[Stored data]

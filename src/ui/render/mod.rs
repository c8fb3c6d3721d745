mod all;
mod analysis;
mod dashboard;
mod designer;
mod field;
mod footer;
mod form_list;
mod log;
mod modal;
mod preview;
mod publish;
mod sidebar;
mod templates;

use self::log::log;
use super::*;
use footer::footer;
use modal::modal;
use sidebar::sidebar;

pub use all::all as render;

use ratatui::layout::{Constraint, Direction, Layout, Rect};

/// Return a rectangle centered in `r` taking the given percentages of it.
///
fn centered_rect(percent_x: u16, percent_y: u16, r: Rect) -> Rect {
    let popup_layout = Layout::default()
        .direction(Direction::Vertical)
        .constraints([
            Constraint::Percentage((100 - percent_y) / 2),
            Constraint::Percentage(percent_y),
            Constraint::Percentage((100 - percent_y) / 2),
        ])
        .split(r);

    Layout::default()
        .direction(Direction::Horizontal)
        .constraints([
            Constraint::Percentage((100 - percent_x) / 2),
            Constraint::Percentage(percent_x),
            Constraint::Percentage((100 - percent_x) / 2),
        ])
        .split(popup_layout[1])[1]
}

/// Truncate a string to `max` characters, appending an ellipsis.
///
fn truncate(text: &str, max: usize) -> String {
    if text.chars().count() <= max {
        text.to_string()
    } else {
        let kept: String = text.chars().take(max.saturating_sub(1)).collect();
        format!("{}…", kept)
    }
}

▸ About this exercise
All of the entries must be printed again exactly as given.

▸ Written response
filename src/ui/render/mod.rs
repository c8fb3c6d3721d745
mod all;
mod analysis;
mod dashboard;
mod designer;
mod field;
mod footer;
mod form_list;
mod log;
mod modal;
mod preview;
mod publish;
mod sidebar;
mod templates;

use self::log::log;
use super::*;
use footer::footer;
use modal::modal;
use sidebar::sidebar;

pub use all::all as render;

use ratatui::layout::{Constraint, Direction, Layout, Rect};

/// Return a rectangle centered in `r` taking the given percentages of it.
///
fn centered_rect(percent_x: u16, percent_y: u16, r: Rect) -> Rect {
    let popup_layout = Layout::default()
        .direction(Direction::Vertical)
        .constraints([
            Constraint::Percentage((100 - percent_y) / 2),
            Constraint::Percentage(percent_y),
            Constraint::Percentage((100 - percent_y) / 2),
        ])
        .split(r);

    Layout::default()
        .direction(Direction::Horizontal)
        .constraints([
            Constraint::Percentage((100 - percent_x) / 2),
            Constraint::Percentage(percent_x),
            Constraint::Percentage((100 - percent_x) / 2),
        ])
        .split(popup_layout[1])[1]
}

/// Truncate a string to `max` characters, appending an ellipsis.
///
fn truncate(text: &str, max: usize) -> String {
    if text.chars().count() <= max {
        text.to_string()
    } else {
        let kept: String = text.chars().take(max.saturating_sub(1)).collect();
        format!("{}…", kept)
    }
}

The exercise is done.